Nous étions comme des otages, non loin de Sagua la Grande, au milieu d’une canne sans fin a été poursuivi sur une autre plantation, et ce dans un autre et un autre lié à l’infini. Rien n’est plus loin d’une carte de Noël pour que le paysage extraterrestre vert fond et exaspérante plat. Alors répétitives et monochrome qui vous donnait envie de pleurer. La faim et le froid a été ajouté la nostalgie de la maison, la mère de la mariée, de la joie qui avait toujours prévalu dans la dernière partie de Décembre, cette fois jubilatoire de l’année connue comme Pâques ou Noël. Maintenant, au lieu de vacances, nous donner la fessée aux travaux agricoles et un cuir mairie sonne idéologie. Nous avons vécu comme des esclaves dans les casernes ils ont appelé les refuges.

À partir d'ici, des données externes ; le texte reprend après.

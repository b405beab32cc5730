pub mod config;
pub mod key;
pub mod pets;
pub mod seed;
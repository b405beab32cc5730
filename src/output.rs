use crate::cli::OutputFormat;
use crate::config::Context;
use crate::models::Pet;
use crate::response::{ApiResponse, ResponseBody};
use console::{Style, style};
use serde::Serialize;
use tabled::{Table, Tabled};

/// One row of the pet table.
#[derive(Tabled, Serialize)]
pub struct PetRow {
    #[tabled(rename = "ID")]
    pub id: String,
    #[tabled(rename = "Name")]
    pub name: String,
    #[tabled(rename = "Type")]
    pub animal_type: String,
    #[tabled(rename = "Age")]
    pub age: String,
    #[tabled(rename = "Photo")]
    pub photo: String,
}

impl From<&Pet> for PetRow {
    fn from(pet: &Pet) -> Self {
        Self {
            id: pet.id.clone(),
            name: pet.name.clone(),
            animal_type: pet.animal_type.clone(),
            age: pet.age.clone(),
            photo: if pet.has_photo() { "yes" } else { "-" }.to_string(),
        }
    }
}

/// Print data as a table
pub fn print_table<T: Tabled>(data: Vec<T>) {
    if data.is_empty() {
        println!("{}", style("No pets found").dim());
        return;
    }
    let table = Table::new(data).to_string();
    println!("{}", table);
}

/// Print data as JSON
pub fn print_json<T: Serialize>(data: &T) -> anyhow::Result<()> {
    let json = serde_json::to_string_pretty(data)?;
    println!("{}", json);
    Ok(())
}

/// Print a listing based on format preference
pub fn print_pets(ctx: &Context, pets: &[Pet]) -> anyhow::Result<()> {
    match ctx.output_format() {
        OutputFormat::Table => print_table(pets.iter().map(PetRow::from).collect()),
        OutputFormat::Json => print_json(&pets)?,
    }
    Ok(())
}

/// Print the status line and the body of a raw response.
pub fn print_response(ctx: &Context, response: &ApiResponse) -> anyhow::Result<()> {
    match ctx.output_format() {
        OutputFormat::Table => {
            println!("{}", format_status(response.status_code()));
            println!("{}", format_body(&response.body)?);
        }
        OutputFormat::Json => {
            let body = match &response.body {
                ResponseBody::Json(value) => value.clone(),
                ResponseBody::Text(text) => serde_json::Value::String(text.clone()),
            };
            print_json(&serde_json::json!({
                "status": response.status_code(),
                "body": body,
            }))?;
        }
    }
    Ok(())
}

/// Pretty JSON, or the raw text for non-JSON bodies.
pub fn format_body(body: &ResponseBody) -> anyhow::Result<String> {
    Ok(match body {
        ResponseBody::Json(value) => serde_json::to_string_pretty(value)?,
        ResponseBody::Text(text) => text.clone(),
    })
}

/// Style for an HTTP status code
pub fn status_style(status: u16) -> Style {
    match status {
        200..=299 => Style::new().green(),
        400..=499 => Style::new().yellow(),
        500..=599 => Style::new().red().bold(),
        _ => Style::new(),
    }
}

/// Format a status with appropriate color
pub fn format_status(status: u16) -> String {
    let text = format!("HTTP {}", status);
    status_style(status).apply_to(text).to_string()
}

/// Print a success message
pub fn print_success(msg: &str) {
    println!("{} {}", style("✓").green().bold(), msg);
}

/// Print an error message
pub fn print_error(msg: &str) {
    eprintln!("{} {}", style("✗").red().bold(), msg);
}

/// Print an info message
pub fn print_info(msg: &str) {
    println!("{} {}", style("ℹ").blue().bold(), msg);
}
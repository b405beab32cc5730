//! Exit codes for CLI commands.
//!
//! Lets scripts that seed fixtures tell a rejected call from a dead network.

use crate::error::PetFriendsError;
use reqwest::StatusCode;

/// Network error - request failed or timed out.
pub const NETWORK: i32 = 4;

/// Authentication error - the service rejected the key or credentials.
pub const AUTH: i32 = 5;

/// API error - the service answered with another non-2xx status.
pub const API: i32 = 6;

/// Config error - config file unreadable or malformed.
pub const CONFIG: i32 = 7;

/// Internal error - anything else.
pub const INTERNAL: i32 = 8;

/// Convert an anyhow::Error to an appropriate exit code.
pub fn from_error(err: &anyhow::Error) -> i32 {
    match err.downcast_ref::<PetFriendsError>() {
        Some(PetFriendsError::Network(_)) => NETWORK,
        Some(PetFriendsError::UnexpectedStatus { status, .. })
            if *status == StatusCode::FORBIDDEN || *status == StatusCode::UNAUTHORIZED =>
        {
            AUTH
        }
        Some(PetFriendsError::UnexpectedStatus { .. }) => API,
        Some(PetFriendsError::ConfigRead(_) | PetFriendsError::ConfigParse(_)) => CONFIG,
        _ => INTERNAL,
    }
}
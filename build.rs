//! Build script for petfriends-e2e
//!
//! Injects the service URL and the test credentials as compile-time constants.
//! Values come from the build environment or a `.env` file; the config file
//! can still override them at runtime.

const DEFAULTS: &[(&str, &str)] = &[
    ("PETFRIENDS_BASE_URL", "https://petfriends.skillfactory.ru"),
    ("PETFRIENDS_VALID_EMAIL", "tester@example.com"),
    ("PETFRIENDS_VALID_PASSWORD", "change-me"),
    ("PETFRIENDS_INVALID_EMAIL", "nobody@example.invalid"),
    ("PETFRIENDS_INVALID_PASSWORD", "wrong-password"),
];

fn main() {
    // Load .env file if present (for local development)
    let _ = dotenvy::dotenv();

    for (name, default) in DEFAULTS {
        let value = std::env::var(name).unwrap_or_else(|_| default.to_string());
        println!("cargo:rustc-env={}={}", name, value);
        println!("cargo:rerun-if-env-changed={}", name);
    }

    println!("cargo:rerun-if-changed=.env");
}
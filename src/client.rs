use crate::config::Context;
use crate::error::PetFriendsError;
use crate::models::{AuthKey, PetFields, PetFilter};
use crate::response::{ApiResponse, ResponseBody};
use crate::ua::user_agent;
use reqwest::multipart::{Form, Part};
use reqwest::{Client, RequestBuilder};
use std::path::Path;
use std::time::Duration;
use tracing::debug;

const TIMEOUT_SECS: u64 = 30;

/// One method per PetFriends endpoint.
///
/// Every method performs exactly one request and hands back the status and
/// body untouched. Only transport failures and unreadable photo files are
/// reported as errors; a 403 or 500 is an ordinary [`ApiResponse`].
#[derive(Debug, Clone)]
pub struct PetFriendsClient {
    client: Client,
    base_url: String,
}

impl PetFriendsClient {
    pub fn new(ctx: &Context) -> Result<Self, PetFriendsError> {
        Self::with_base_url(&ctx.base_url())
    }

    /// Create a client for an explicit base URL (used by tests)
    pub fn with_base_url(base_url: &str) -> Result<Self, PetFriendsError> {
        let client = Client::builder()
            .timeout(Duration::from_secs(TIMEOUT_SECS))
            .user_agent(user_agent())
            .build()?;

        Ok(Self {
            client,
            base_url: base_url.trim_end_matches('/').to_string(),
        })
    }

    pub fn base_url(&self) -> &str {
        &self.base_url
    }

    /// `GET /api/key` with the credentials passed as headers.
    pub async fn get_api_key(
        &self,
        email: &str,
        password: &str,
    ) -> Result<ApiResponse, PetFriendsError> {
        let request = self
            .client
            .get(self.url("/api/key"))
            .header("email", email)
            .header("password", password);

        Self::execute("GET", "/api/key", request).await
    }

    /// `GET /api/pets`, optionally restricted to the caller's own pets.
    pub async fn get_list_of_pets(
        &self,
        auth_key: &AuthKey,
        filter: PetFilter,
    ) -> Result<ApiResponse, PetFriendsError> {
        let request = self
            .client
            .get(self.url("/api/pets"))
            .header("auth_key", auth_key.as_str())
            .query(&[("filter", filter.as_str())]);

        Self::execute("GET", "/api/pets", request).await
    }

    /// `POST /api/pets` as multipart, with the photo attached as `pet_photo`.
    pub async fn add_new_pet(
        &self,
        auth_key: &AuthKey,
        fields: &PetFields,
        photo: &Path,
    ) -> Result<ApiResponse, PetFriendsError> {
        let form = Form::new()
            .text("name", fields.name.clone())
            .text("animal_type", fields.animal_type.clone())
            .text("age", fields.age.clone())
            .part("pet_photo", photo_part(photo).await?);

        let request = self
            .client
            .post(self.url("/api/pets"))
            .header("auth_key", auth_key.as_str())
            .multipart(form);

        Self::execute("POST", "/api/pets", request).await
    }

    /// `POST /api/create_pet_simple` with a urlencoded form and no photo.
    pub async fn create_pet_simple(
        &self,
        auth_key: &AuthKey,
        fields: &PetFields,
    ) -> Result<ApiResponse, PetFriendsError> {
        let request = self
            .client
            .post(self.url("/api/create_pet_simple"))
            .header("auth_key", auth_key.as_str())
            .form(&fields.as_form());

        Self::execute("POST", "/api/create_pet_simple", request).await
    }

    /// `PUT /api/pets/{pet_id}` with a urlencoded form.
    pub async fn update_pet_info(
        &self,
        auth_key: &AuthKey,
        pet_id: &str,
        fields: &PetFields,
    ) -> Result<ApiResponse, PetFriendsError> {
        let path = format!("/api/pets/{}", pet_id);
        let request = self
            .client
            .put(self.url(&path))
            .header("auth_key", auth_key.as_str())
            .form(&fields.as_form());

        Self::execute("PUT", &path, request).await
    }

    /// `DELETE /api/pets/{pet_id}`.
    pub async fn delete_pet(
        &self,
        auth_key: &AuthKey,
        pet_id: &str,
    ) -> Result<ApiResponse, PetFriendsError> {
        let path = format!("/api/pets/{}", pet_id);
        let request = self
            .client
            .delete(self.url(&path))
            .header("auth_key", auth_key.as_str());

        Self::execute("DELETE", &path, request).await
    }

    /// `POST /api/pets/set_photo/{pet_id}` with the photo as `pet_photo`.
    pub async fn set_photo_by_pet_id(
        &self,
        auth_key: &AuthKey,
        pet_id: &str,
        photo: &Path,
    ) -> Result<ApiResponse, PetFriendsError> {
        let path = format!("/api/pets/set_photo/{}", pet_id);
        let form = Form::new().part("pet_photo", photo_part(photo).await?);

        let request = self
            .client
            .post(self.url(&path))
            .header("auth_key", auth_key.as_str())
            .multipart(form);

        Self::execute("POST", &path, request).await
    }

    fn url(&self, path: &str) -> String {
        format!("{}{}", self.base_url, path)
    }

    async fn execute(
        method: &str,
        path: &str,
        request: RequestBuilder,
    ) -> Result<ApiResponse, PetFriendsError> {
        let response = request.send().await?;
        let status = response.status();
        let text = response.text().await?;

        debug!(method, path, status = status.as_u16(), "PetFriends request");

        Ok(ApiResponse::new(status, ResponseBody::parse(&text)))
    }
}

async fn photo_part(path: &Path) -> Result<Part, PetFriendsError> {
    let bytes = tokio::fs::read(path)
        .await
        .map_err(|source| PetFriendsError::PhotoRead {
            path: path.to_path_buf(),
            source,
        })?;

    let file_name = path
        .file_name()
        .map(|n| n.to_string_lossy().into_owned())
        .unwrap_or_else(|| "photo".to_string());

    Ok(Part::bytes(bytes)
        .file_name(file_name)
        .mime_str(photo_mime(path))?)
}

/// Content type for a photo, guessed from its extension.
pub fn photo_mime(path: &Path) -> &'static str {
    let ext = path
        .extension()
        .map(|e| e.to_string_lossy().to_ascii_lowercase());

    match ext.as_deref() {
        Some("jpg") | Some("jpeg") => "image/jpeg",
        Some("png") => "image/png",
        _ => "application/octet-stream",
    }
}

garçons mécontentement était général. La ferveur révolutionnaire à ce point, était une chose du passé. La parole était creuse, la prédication, catéchisme, trova, teque. Sauf pour quelques illusions et deux ou trois comecandelas qui ne manquent jamais et servent à confirmer la règle, nous étions tous furieux. Je dirais plus, nous étions à la coquille. Et parmi les plus obstinés était le fils d’un haut fonctionnaire provincial, dont le nom catalan suis incapable de se souvenir maintenant. Il y avait même adopté comme une chanson de protestation d’un certain nombre de nostalgie pop espagnole qui avait une intention très différente: «En ces jours, et non pas / n’est pas rien et / uniquement penser à hier … heureux. » Les autres n’ont chœur. C’était notre vengeance.

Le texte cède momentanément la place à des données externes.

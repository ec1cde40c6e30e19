// Copyright (c) reifydb.com 2025
// This file is licensed under the AGPL-3.0-or-later

use crate::object::{Object, Property, TableId};
use crate::session::Session;
use smalltable_core::{Entity, Reference, Result, Revision, Value, invalid_argument};
use smalltable_store::Repository;
use std::cell::RefCell;
use std::collections::HashMap;
use std::sync::Arc;
use std::sync::atomic::{AtomicU64, Ordering};
use tracing::debug;

static NEXT_TABLE_ID: AtomicU64 = AtomicU64::new(1);

/// The client façade over a [`Session`].
///
/// A table resolves references lazily into [`Object`] handles and caches
/// them, so one reference always yields the same handle within a table.
/// Objects created or mutated through the table are tracked as dirty and
/// turned into entity bodies on [`Table::save`]. A table, like the session
/// underneath it, is owned by one thread and saved at most once.
pub struct Table {
    id: TableId,
    session: Session,
    objects: RefCell<HashMap<Reference, Object>>,
}

impl Table {
    /// Opens a table over a fresh session at the repository's head.
    pub fn new(repository: Arc<Repository>) -> Self {
        Self {
            id: TableId(NEXT_TABLE_ID.fetch_add(1, Ordering::Relaxed)),
            session: Session::begin(repository),
            objects: RefCell::new(HashMap::new()),
        }
    }

    /// The session underneath this table.
    pub fn session(&self) -> &Session {
        &self.session
    }

    /// Creates a new, empty object owned by this table.
    pub fn new_object(&self) -> Object {
        let reference = self.session.allocate_reference();
        let object = Object::fresh(self.id, reference);
        self.objects.borrow_mut().insert(reference, object.clone());
        object
    }

    /// Resolves a reference into an object handle, against the session's
    /// start revision. Repeated resolution of one reference returns the
    /// same handle.
    pub fn object(&self, reference: Reference) -> Option<Object> {
        if let Some(object) = self.objects.borrow().get(&reference) {
            return Some(object.clone());
        }
        let entity = self.session.resolve(reference)?;
        let object =
            Object::with_properties(self.id, reference, entity.properties().clone(), false);
        self.objects.borrow_mut().insert(reference, object.clone());
        Some(object)
    }

    /// Stages a root binding: `Some` binds the name to an object of this
    /// table, `None` unbinds it.
    pub fn bind(&mut self, name: impl Into<String>, object: Option<&Object>) -> Result<()> {
        let reference = match object {
            Some(object) => {
                self.ensure_owned(object)?;
                Some(object.reference())
            }
            None => None,
        };
        self.session.bind(name, reference);
        Ok(())
    }

    /// Looks up a root binding as an object handle. Staged bindings win
    /// over the start revision.
    pub fn bound(&self, name: &str) -> Option<Object> {
        self.object(self.session.bound(name)?)
    }

    /// Reads a property of an object, resolving an object-valued property
    /// into a handle of this table.
    pub fn property(&self, object: &Object, name: &str) -> Result<Option<Property>> {
        self.ensure_owned(object)?;
        let value = object.state.borrow().properties.get(name).cloned();
        Ok(match value {
            Some(Value::Int(value)) => Some(Property::Int(value)),
            Some(Value::Text(value)) => Some(Property::Text(value)),
            Some(Value::Reference(reference)) => self.object(reference).map(Property::Object),
            None => None,
        })
    }

    /// Sets a property on an object of this table and marks it dirty. An
    /// object-valued property must belong to this table too; it is stored
    /// as a plain reference, never by embedding, so object graphs may be
    /// cyclic.
    pub fn set_property(
        &self,
        object: &Object,
        name: impl Into<String>,
        value: impl Into<Property>,
    ) -> Result<()> {
        self.ensure_owned(object)?;
        let value = match value.into() {
            Property::Int(value) => Value::Int(value),
            Property::Text(value) => Value::Text(value),
            Property::Object(other) => {
                self.ensure_owned(&other)?;
                Value::Reference(other.reference())
            }
        };
        let mut state = object.state.borrow_mut();
        state.properties.insert(name.into(), value);
        state.dirty = true;
        Ok(())
    }

    /// Saves every dirty object together with the staged bindings,
    /// consuming the table. Returns the installed revision, or a conflict
    /// when the repository rejected the commit.
    pub fn save(self) -> Result<Arc<Revision>> {
        let mut dirty = Vec::new();
        for object in self.objects.borrow().values() {
            let state = object.state.borrow();
            if state.dirty {
                dirty.push(Entity::new(state.reference, state.properties.clone())?);
            }
        }
        debug!(dirty = dirty.len(), "saving table");
        self.session.save(dirty)
    }

    fn ensure_owned(&self, object: &Object) -> Result<()> {
        if object.table() != self.id {
            return invalid_argument!("object {} belongs to a different table", object.reference());
        }
        Ok(())
    }
}
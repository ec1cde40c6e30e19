// Copyright (c) reifydb.com 2025
// This file is licensed under the AGPL-3.0-or-later

//! Sessions and the client table façade for SmallTable.
//!
//! A [`Session`] pins the repository head at the moment it begins and reads
//! that snapshot for its whole lifetime; changes are staged locally and
//! handed to the repository in a single [`Session::save`]. The [`Table`]
//! layer on top resolves references into cached [`Object`] handles, tracks
//! which objects are dirty, and rejects objects that belong to a different
//! table.

pub use object::{Object, Property};
pub use session::Session;
pub use table::Table;

mod object;
mod session;
mod table;
// Copyright (c) reifydb.com 2025
// This file is licensed under the AGPL-3.0-or-later

use serde::{Deserialize, Serialize};
use std::fmt::{Display, Formatter};

/// Stable identity of an object across its whole lifetime.
///
/// References are opaque 64-bit handles, allocated from the repository's
/// monotonic reference sequence and never reused. Every revision maps the
/// live references to the entity body that is current at that revision.
#[derive(Clone, Copy, Debug, PartialEq, Eq, PartialOrd, Ord, Hash, Serialize, Deserialize)]
pub struct Reference(pub u64);

impl Display for Reference {
    fn fmt(&self, f: &mut Formatter<'_>) -> std::fmt::Result {
        write!(f, "@{}", self.0)
    }
}

/// Identity of one immutable snapshot of an object's contents.
///
/// Entity ids are allocated from their own monotonic sequence, separate
/// from the reference sequence, and are likewise never reused. A new id is
/// assigned every time an object is stored, so one reference accumulates
/// many entity ids over the revision history.
#[derive(Clone, Copy, Debug, PartialEq, Eq, PartialOrd, Ord, Hash, Serialize, Deserialize)]
pub struct EntityId(pub u64);

impl Display for EntityId {
    fn fmt(&self, f: &mut Formatter<'_>) -> std::fmt::Result {
        write!(f, "#{}", self.0)
    }
}
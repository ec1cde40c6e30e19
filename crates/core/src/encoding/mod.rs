// Copyright (c) reifydb.com 2025
// This file is licensed under the AGPL-3.0-or-later

// This file includes portions of code from https://github.com/erikgrinaker/toydb (Apache 2 License).
// Original Apache 2 License Copyright (c) erikgrinaker 2024.

//! Binary encoding of repository snapshots.

pub use error::Error;
use serde::Serialize;
use serde::de::DeserializeOwned;
use std::io::{Read, Write};

pub mod bincode;
mod error;

/// The encoding result type.
pub type Result<T> = std::result::Result<T, Error>;

/// Adds automatic Bincode encode-decode methods to value types. These are
/// used for the self-contained repository snapshot and any other value
/// dumped to or restored from a byte stream.
pub trait Value: Serialize + DeserializeOwned {
    /// Decodes a value from a byte slice using Bincode.
    fn decode(bytes: &[u8]) -> Result<Self> {
        bincode::deserialize(bytes)
    }

    /// Decodes a value from a reader using Bincode.
    fn decode_from<R: Read>(reader: R) -> Result<Self> {
        bincode::deserialize_from(reader)
    }

    /// Encodes a value to a byte vector using Bincode.
    fn encode(&self) -> Vec<u8> {
        bincode::serialize(self)
    }

    /// Encodes a value into a writer using Bincode.
    fn encode_into<W: Write>(&self, writer: W) -> Result<()> {
        bincode::serialize_into(writer, self)
    }
}
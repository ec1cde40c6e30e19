// Copyright (c) reifydb.com 2025
// This file is licensed under the AGPL-3.0-or-later

use serde::{Deserialize, Serialize};
use std::fmt::{Display, Formatter};

/// A SmallTable error.
///
/// Lookups that merely miss (an unknown binding name, reference or entity
/// id) are not errors; they return `None` at the call site.
#[derive(Clone, Debug, PartialEq, Serialize, Deserialize)]
pub enum Error {
    /// A caller-supplied argument was rejected: a duplicate property name,
    /// or an object that belongs to a different table.
    InvalidArgument(String),
    /// An optimistic commit could not be installed. This covers both a
    /// rebased delta overlapping with changes already at head and the
    /// install retries being exhausted; callers cannot tell the two apart
    /// and must treat both as "save failed, state unchanged".
    Conflict,
    /// A repository snapshot could not be encoded or decoded.
    Encoding(String),
}

impl Display for Error {
    fn fmt(&self, f: &mut Formatter<'_>) -> std::fmt::Result {
        match self {
            Error::InvalidArgument(message) => write!(f, "invalid argument: {message}"),
            Error::Conflict => f.write_str("commit conflict"),
            Error::Encoding(message) => write!(f, "encoding error: {message}"),
        }
    }
}

impl std::error::Error for Error {}

impl From<crate::encoding::Error> for Error {
    fn from(error: crate::encoding::Error) -> Self {
        Error::Encoding(error.to_string())
    }
}

/// Constructs an `Err(Error::InvalidArgument)` from a format string.
#[macro_export]
macro_rules! invalid_argument {
    ($($args:tt)*) => {
        Err($crate::Error::InvalidArgument(format!($($args)*)))
    };
}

Hélasle jour 24 retour à l’auberge, je douche et j’arrive à lire pour obtenir loin de tout autour de moi, quand soudain je vois des visages heureux, des visages souriants, des visages motivés. Non hors de mon étonnement. Il y avait un dîner spécial la veille de Noël, je déblayés. Mais je pensais que c’était une blague. Un camp de telles blagues qui sont racontées pour traîner ou comme un mécanisme de défense contre l’adversité. Il ya la dinde!, Voix enthousiaste criait à l’autre extrémité du bloc. Et oui, ou un bouquet semblait très coordonnée ou compteur balle comme un prélude à l’invasion.

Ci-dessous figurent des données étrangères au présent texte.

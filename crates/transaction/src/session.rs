// Copyright (c) reifydb.com 2025
// This file is licensed under the AGPL-3.0-or-later

use smalltable_core::{Delta, Entity, Error, Reference, Result, Revision};
use smalltable_store::Repository;
use std::collections::{BTreeMap, BTreeSet};
use std::sync::Arc;
use tracing::{debug, instrument};

/// A per-client workspace pinned to the revision that was head when the
/// session began.
///
/// All reads observe that start revision, never later commits. Binding
/// changes are staged in the session and only reach the repository through
/// [`Session::save`], which consumes the session: one session produces at
/// most one commit.
pub struct Session {
    repository: Arc<Repository>,
    start: Arc<Revision>,
    modified_bindings: BTreeMap<String, Option<Reference>>,
}

impl Session {
    /// Opens a session at the repository's current head.
    pub fn begin(repository: Arc<Repository>) -> Self {
        let start = repository.head();
        Self { repository, start, modified_bindings: BTreeMap::new() }
    }

    /// The revision this session reads from.
    pub fn start(&self) -> &Arc<Revision> {
        &self.start
    }

    /// The repository this session belongs to.
    pub fn repository(&self) -> &Arc<Repository> {
        &self.repository
    }

    /// Allocates a fresh reference from the repository.
    pub fn allocate_reference(&self) -> Reference {
        self.repository.allocate_reference()
    }

    /// Stages a binding change: `Some` binds the name to a reference,
    /// `None` unbinds it. Nothing reaches the repository until save.
    pub fn bind(&mut self, name: impl Into<String>, reference: Option<Reference>) {
        self.modified_bindings.insert(name.into(), reference);
    }

    /// Looks up a root name. Staged changes win over the start revision;
    /// in particular a staged unbind shadows a binding that exists at the
    /// start revision.
    pub fn bound(&self, name: &str) -> Option<Reference> {
        match self.modified_bindings.get(name) {
            Some(change) => *change,
            None => self.start.binding(name),
        }
    }

    /// Looks up the entity body that is current for `reference` at the
    /// start revision. Commits by other sessions are never observed.
    pub fn resolve(&self, reference: Reference) -> Option<Entity> {
        let id = self.start.id_of(reference)?;
        self.repository.entity(id)
    }

    /// Saves the session's staged binding changes together with the dirty
    /// entity bodies collected by the caller, consuming the session.
    ///
    /// The entity bodies are stored and assigned fresh ids first, then the
    /// combined delta goes through the repository's optimistic commit.
    /// On conflict the repository is left unchanged except for the stored
    /// bodies, which stay in the entity table unreachable from any
    /// revision.
    #[instrument(name = "session::save", level = "debug", skip(self, dirty))]
    pub fn save(self, dirty: impl IntoIterator<Item = Entity>) -> Result<Arc<Revision>> {
        let dirty: Vec<Entity> = dirty.into_iter().collect();
        let bindings = self.binding_changes();

        // Fail fast when the changes already collide with commits landed
        // since the session began, before burning entity ids on a commit
        // that cannot succeed. The commit loop below stays authoritative.
        let binding_keys: BTreeSet<String> = bindings.keys().cloned().collect();
        let entity_keys: BTreeSet<Reference> =
            dirty.iter().map(|entity| entity.reference()).collect();
        let since_start = self.start.diff(&self.repository.head());
        if since_start.conflicts_with(&binding_keys, &entity_keys) {
            debug!("changes collide with commits since session start");
            return Err(Error::Conflict);
        }

        let assigned = self.repository.prepare(dirty);
        let entities = assigned.into_iter().map(|(reference, id)| (reference, Some(id))).collect();
        let delta = Delta::from_parts(bindings, entities);
        self.repository.commit(&self.start, delta)
    }

    /// The canonical binding delta: staged entries that do not actually
    /// change anything relative to the start revision are dropped.
    fn binding_changes(&self) -> BTreeMap<String, Option<Reference>> {
        self.modified_bindings
            .iter()
            .filter(|(name, change)| self.start.binding(name) != **change)
            .map(|(name, change)| (name.clone(), *change))
            .collect()
    }
}

#[cfg(test)]
mod tests {
    use super::*;
    use smalltable_core::Value;

    fn repository_with_root() -> Arc<Repository> {
        let repository = Arc::new(Repository::new());
        let reference = repository.allocate_reference();
        let entity =
            Entity::new(reference, [("value".to_string(), Value::Int(1))]).unwrap();
        let assigned = repository.prepare([entity]);
        let delta = Delta::from_parts(
            [("root".to_string(), Some(reference))].into_iter().collect(),
            assigned.iter().map(|(reference, id)| (*reference, Some(*id))).collect(),
        );
        repository.commit(&repository.head(), delta).unwrap();
        repository
    }

    #[test]
    fn pending_bindings_win_over_the_start_revision() {
        let mut session = Session::begin(repository_with_root());
        let root = session.bound("root").unwrap();

        let fresh = session.allocate_reference();
        session.bind("root", Some(fresh));
        assert_eq!(session.bound("root"), Some(fresh));

        session.bind("root", None);
        assert_eq!(session.bound("root"), None);

        session.bind("root", Some(root));
        assert_eq!(session.bound("root"), Some(root));
    }

    #[test]
    fn staged_no_ops_produce_no_binding_changes() {
        let mut session = Session::begin(repository_with_root());
        let root = session.bound("root").unwrap();

        session.bind("root", Some(root));
        session.bind("missing", None);
        assert!(session.binding_changes().is_empty());

        session.bind("root", None);
        let changes = session.binding_changes();
        assert_eq!(changes.len(), 1);
        assert_eq!(changes.get("root"), Some(&None));
    }
}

Nous avons couru la salle à manger. La queue a été très rapide. Le dîner est venu dans des boîtes. Un peu de riz raides et durs et les haricots, mais un poste de dinde qui était une beauté. Je suis sorti avec des amis proches pour dîner tranquillement à côté de la cuve. J’ai joué une poitrine énorme qui à peine tenir dans le carton. Il fait mon eau à la bouche. J’ai mis la dent et a trouvé ça un peu salé. La seconde morsure, j’ai trouvé de pointe de sel. Et troisièmement, je ne pouvais pas. C’était comme manger du sel pur. J’ai regardé le reste de la bande, et la même chose. Vous ne pourriez pas avaler. Roli a été le premier coup contre l’herbe la cuisse énorme qui avait touché. Alors, les autres faisaient de même. Avec colère. Avec la frustration. Avec la colère énorme.
été plus de quarante ans et je me demande encore si la dinde pour le dîner Superbad nous a donnée était purement par hasard ou le mal impur.